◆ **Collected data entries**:
= = = = = = =

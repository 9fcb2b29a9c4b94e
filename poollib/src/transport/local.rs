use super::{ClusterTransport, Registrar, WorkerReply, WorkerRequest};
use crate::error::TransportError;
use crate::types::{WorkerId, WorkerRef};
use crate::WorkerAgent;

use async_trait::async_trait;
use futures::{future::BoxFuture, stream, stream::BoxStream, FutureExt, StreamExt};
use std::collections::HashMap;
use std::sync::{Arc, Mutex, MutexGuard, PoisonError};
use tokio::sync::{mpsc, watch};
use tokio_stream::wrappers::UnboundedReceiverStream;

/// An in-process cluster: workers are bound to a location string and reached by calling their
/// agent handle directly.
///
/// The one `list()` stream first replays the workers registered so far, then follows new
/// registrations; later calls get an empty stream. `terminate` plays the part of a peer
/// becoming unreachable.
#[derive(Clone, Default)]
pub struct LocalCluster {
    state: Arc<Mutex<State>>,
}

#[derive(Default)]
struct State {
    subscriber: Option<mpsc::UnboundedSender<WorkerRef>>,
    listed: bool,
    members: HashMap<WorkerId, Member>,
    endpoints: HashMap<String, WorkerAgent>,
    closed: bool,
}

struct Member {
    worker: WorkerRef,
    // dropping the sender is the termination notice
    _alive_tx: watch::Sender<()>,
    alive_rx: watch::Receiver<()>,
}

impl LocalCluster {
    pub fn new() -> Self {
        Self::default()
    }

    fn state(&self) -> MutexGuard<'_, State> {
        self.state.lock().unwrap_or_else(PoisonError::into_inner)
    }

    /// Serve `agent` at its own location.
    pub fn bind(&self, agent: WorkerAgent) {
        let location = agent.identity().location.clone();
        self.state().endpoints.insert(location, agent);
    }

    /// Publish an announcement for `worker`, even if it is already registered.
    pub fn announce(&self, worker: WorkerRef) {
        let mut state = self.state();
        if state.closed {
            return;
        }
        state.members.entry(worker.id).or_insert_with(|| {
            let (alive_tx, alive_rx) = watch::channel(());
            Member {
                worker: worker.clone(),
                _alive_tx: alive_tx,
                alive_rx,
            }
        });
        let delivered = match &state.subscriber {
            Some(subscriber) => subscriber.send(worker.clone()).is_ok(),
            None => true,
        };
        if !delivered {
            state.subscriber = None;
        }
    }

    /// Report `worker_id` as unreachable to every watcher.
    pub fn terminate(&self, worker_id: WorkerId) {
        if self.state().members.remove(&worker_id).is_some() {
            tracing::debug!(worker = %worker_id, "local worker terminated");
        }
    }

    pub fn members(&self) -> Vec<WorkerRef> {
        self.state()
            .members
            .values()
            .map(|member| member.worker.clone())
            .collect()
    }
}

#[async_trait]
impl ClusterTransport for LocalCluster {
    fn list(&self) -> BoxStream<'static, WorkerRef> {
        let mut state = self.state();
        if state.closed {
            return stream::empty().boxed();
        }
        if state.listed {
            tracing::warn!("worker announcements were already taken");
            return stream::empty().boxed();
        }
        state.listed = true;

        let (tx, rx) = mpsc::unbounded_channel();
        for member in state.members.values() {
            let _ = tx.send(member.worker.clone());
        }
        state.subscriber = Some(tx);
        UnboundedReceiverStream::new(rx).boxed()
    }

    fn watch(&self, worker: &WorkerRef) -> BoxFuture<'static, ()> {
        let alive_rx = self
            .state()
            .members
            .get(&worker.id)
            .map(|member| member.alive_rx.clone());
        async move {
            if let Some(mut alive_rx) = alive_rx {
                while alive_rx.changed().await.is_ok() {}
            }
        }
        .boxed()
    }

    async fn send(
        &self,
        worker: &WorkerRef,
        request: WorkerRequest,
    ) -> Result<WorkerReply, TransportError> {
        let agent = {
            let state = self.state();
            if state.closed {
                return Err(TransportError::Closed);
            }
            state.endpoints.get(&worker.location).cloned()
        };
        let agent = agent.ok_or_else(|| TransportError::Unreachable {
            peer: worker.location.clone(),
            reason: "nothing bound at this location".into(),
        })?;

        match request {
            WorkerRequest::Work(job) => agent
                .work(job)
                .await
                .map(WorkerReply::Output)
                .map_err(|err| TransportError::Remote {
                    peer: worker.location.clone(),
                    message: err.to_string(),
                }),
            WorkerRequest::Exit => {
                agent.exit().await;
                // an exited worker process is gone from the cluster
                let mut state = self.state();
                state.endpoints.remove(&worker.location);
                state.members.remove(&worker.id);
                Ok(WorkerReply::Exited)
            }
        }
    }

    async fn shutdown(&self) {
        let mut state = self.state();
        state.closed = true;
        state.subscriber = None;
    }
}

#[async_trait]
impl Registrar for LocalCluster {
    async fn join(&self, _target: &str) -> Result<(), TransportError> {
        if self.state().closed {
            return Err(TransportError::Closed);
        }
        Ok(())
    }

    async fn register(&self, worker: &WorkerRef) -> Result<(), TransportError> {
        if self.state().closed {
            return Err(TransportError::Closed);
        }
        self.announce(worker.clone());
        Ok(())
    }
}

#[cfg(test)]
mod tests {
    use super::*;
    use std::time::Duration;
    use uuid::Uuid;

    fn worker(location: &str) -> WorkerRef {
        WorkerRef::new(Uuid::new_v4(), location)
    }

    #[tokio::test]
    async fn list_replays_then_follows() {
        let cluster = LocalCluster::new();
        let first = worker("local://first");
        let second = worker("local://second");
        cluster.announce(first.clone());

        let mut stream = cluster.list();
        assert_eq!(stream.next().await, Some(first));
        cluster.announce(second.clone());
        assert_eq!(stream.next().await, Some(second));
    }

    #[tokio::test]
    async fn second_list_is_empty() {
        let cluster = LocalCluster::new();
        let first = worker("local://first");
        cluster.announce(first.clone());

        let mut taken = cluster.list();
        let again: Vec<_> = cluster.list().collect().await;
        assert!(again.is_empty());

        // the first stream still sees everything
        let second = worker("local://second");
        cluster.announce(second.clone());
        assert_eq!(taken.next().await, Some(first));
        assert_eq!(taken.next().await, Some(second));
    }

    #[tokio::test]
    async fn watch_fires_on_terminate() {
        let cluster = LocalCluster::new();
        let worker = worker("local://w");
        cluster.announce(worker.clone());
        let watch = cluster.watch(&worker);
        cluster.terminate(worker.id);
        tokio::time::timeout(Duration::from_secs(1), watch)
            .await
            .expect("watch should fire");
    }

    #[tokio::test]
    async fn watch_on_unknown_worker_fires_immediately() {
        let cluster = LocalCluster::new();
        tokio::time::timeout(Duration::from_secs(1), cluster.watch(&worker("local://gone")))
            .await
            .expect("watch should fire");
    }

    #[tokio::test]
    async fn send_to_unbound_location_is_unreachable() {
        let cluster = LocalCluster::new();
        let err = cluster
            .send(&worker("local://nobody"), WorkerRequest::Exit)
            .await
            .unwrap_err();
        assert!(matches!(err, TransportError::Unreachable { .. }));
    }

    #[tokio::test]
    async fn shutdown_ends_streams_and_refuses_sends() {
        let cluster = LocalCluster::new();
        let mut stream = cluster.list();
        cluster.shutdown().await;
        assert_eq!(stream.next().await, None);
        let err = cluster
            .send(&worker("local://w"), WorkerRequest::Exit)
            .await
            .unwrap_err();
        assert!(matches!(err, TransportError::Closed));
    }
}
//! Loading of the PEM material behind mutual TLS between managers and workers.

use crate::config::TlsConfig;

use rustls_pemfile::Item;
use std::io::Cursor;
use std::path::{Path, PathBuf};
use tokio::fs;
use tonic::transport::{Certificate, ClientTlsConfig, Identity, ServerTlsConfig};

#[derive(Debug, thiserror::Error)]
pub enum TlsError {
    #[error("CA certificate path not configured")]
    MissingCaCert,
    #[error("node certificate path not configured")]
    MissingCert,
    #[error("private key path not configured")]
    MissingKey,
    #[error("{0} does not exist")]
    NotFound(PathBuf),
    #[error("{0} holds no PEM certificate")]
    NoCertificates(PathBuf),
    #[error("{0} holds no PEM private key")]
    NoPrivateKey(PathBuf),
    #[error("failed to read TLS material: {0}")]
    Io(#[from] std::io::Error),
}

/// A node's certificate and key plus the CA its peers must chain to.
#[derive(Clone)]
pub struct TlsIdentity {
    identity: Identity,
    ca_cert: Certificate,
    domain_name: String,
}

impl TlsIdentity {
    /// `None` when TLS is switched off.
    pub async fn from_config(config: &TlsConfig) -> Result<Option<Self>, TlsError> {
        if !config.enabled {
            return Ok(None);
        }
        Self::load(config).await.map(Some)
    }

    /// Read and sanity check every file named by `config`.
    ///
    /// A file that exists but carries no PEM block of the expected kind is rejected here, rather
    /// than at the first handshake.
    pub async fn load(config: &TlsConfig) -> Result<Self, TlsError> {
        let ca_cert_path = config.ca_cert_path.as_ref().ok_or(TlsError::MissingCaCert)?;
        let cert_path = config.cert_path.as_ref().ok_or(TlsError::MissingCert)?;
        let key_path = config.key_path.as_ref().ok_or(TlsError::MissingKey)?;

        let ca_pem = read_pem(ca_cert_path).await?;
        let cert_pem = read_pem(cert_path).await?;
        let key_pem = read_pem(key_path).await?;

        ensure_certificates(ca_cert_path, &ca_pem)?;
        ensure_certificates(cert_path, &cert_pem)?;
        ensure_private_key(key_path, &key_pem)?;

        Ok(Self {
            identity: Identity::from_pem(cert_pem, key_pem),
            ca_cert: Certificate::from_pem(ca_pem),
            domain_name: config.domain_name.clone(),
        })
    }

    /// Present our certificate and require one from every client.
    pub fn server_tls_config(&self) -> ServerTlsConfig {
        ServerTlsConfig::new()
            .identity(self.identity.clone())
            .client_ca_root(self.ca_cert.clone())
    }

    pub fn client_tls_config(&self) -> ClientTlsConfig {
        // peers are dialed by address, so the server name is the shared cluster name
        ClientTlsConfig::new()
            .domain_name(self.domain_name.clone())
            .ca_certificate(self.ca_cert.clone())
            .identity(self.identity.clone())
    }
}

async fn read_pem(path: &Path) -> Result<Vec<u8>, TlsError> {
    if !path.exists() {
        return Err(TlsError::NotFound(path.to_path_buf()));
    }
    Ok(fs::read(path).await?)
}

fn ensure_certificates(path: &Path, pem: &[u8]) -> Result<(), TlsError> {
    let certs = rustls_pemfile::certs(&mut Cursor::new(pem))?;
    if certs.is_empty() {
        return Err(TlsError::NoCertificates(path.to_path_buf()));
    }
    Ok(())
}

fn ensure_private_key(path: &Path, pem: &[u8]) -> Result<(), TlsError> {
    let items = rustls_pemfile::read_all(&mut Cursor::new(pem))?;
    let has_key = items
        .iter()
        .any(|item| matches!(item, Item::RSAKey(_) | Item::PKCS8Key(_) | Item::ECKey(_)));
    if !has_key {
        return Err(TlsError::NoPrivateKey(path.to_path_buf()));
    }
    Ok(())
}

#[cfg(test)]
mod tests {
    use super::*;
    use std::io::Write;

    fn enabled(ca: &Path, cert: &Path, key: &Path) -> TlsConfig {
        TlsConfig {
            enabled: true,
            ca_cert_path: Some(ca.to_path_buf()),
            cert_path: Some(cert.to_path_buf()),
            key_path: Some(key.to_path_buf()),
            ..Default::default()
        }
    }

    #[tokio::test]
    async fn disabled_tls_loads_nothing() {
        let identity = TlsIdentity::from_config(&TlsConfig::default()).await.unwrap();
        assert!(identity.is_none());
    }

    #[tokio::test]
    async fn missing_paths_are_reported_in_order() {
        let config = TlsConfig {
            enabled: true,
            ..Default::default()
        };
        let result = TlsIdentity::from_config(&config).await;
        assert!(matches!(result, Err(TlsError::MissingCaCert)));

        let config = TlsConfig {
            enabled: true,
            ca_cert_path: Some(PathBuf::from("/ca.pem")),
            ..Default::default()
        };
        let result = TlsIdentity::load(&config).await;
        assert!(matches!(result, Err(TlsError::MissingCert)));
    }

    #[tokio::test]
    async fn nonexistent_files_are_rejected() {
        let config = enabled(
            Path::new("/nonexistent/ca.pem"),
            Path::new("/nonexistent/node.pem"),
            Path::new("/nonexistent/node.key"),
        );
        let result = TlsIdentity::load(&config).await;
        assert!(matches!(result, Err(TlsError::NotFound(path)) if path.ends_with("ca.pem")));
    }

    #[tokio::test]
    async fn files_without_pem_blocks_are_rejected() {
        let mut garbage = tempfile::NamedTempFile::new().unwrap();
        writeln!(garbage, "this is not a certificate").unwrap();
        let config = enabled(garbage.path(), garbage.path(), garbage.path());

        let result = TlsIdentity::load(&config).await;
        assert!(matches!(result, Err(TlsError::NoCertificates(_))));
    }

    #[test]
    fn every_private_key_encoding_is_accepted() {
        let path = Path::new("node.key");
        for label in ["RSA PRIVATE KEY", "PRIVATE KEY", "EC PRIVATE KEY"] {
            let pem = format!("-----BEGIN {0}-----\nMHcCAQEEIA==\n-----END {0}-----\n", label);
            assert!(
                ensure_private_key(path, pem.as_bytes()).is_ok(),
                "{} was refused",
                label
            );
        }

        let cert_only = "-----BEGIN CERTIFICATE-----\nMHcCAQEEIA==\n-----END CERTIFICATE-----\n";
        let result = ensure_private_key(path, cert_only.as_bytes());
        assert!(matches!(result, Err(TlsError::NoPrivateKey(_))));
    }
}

= = = = = = =

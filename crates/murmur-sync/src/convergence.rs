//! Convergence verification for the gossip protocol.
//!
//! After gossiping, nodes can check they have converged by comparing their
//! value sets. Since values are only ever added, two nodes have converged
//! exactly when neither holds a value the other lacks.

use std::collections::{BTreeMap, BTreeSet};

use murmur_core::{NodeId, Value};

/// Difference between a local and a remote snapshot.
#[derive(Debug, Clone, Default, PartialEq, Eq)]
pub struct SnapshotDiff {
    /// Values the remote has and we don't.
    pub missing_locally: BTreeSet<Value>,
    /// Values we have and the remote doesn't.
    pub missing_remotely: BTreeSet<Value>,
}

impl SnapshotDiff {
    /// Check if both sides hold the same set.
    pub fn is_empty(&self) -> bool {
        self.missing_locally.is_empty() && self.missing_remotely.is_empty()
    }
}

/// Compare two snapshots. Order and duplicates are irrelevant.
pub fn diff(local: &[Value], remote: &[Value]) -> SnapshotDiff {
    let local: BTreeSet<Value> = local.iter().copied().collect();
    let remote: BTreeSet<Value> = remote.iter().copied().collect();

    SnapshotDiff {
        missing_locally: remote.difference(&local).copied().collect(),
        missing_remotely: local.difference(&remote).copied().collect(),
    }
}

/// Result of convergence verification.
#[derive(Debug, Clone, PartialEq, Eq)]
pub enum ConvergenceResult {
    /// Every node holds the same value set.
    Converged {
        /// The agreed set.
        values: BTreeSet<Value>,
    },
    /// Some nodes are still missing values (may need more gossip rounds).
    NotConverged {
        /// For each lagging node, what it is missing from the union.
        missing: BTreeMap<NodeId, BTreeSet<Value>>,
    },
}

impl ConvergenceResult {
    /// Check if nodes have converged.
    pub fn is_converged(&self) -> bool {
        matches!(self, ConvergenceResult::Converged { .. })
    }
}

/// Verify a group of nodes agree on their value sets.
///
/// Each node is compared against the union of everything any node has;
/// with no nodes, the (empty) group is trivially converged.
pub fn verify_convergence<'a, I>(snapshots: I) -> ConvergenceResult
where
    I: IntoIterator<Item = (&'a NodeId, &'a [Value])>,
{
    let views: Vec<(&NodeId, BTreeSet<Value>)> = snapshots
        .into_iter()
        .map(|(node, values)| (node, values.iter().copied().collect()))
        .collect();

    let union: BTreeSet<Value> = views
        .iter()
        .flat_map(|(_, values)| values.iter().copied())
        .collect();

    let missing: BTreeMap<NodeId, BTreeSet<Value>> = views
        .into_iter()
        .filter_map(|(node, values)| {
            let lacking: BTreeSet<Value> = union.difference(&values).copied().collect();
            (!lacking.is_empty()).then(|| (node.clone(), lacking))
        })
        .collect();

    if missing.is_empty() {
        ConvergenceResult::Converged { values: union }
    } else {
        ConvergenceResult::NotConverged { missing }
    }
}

= = = = = = =

◆ **HOW TO COMPLETE THIS TASK**:
Would you print exactly, and only, the lines of the data above from the line with "pub async fn load(config: &TlsConfig)" through the line with "ensure_certificates(ca_cert_path, &ca_pem)?;", inclusive?

◆ **EXERCISE RESPONSE**:
    pub async fn load(config: &TlsConfig) -> Result<Self, TlsError> {
        let ca_cert_path = config.ca_cert_path.as_ref().ok_or(TlsError::MissingCaCert)?;
        let cert_path = config.cert_path.as_ref().ok_or(TlsError::MissingCert)?;
        let key_path = config.key_path.as_ref().ok_or(TlsError::MissingKey)?;

        let ca_pem = read_pem(ca_cert_path).await?;
        let cert_pem = read_pem(cert_path).await?;
        let key_pem = read_pem(key_path).await?;

        ensure_certificates(ca_cert_path, &ca_pem)?;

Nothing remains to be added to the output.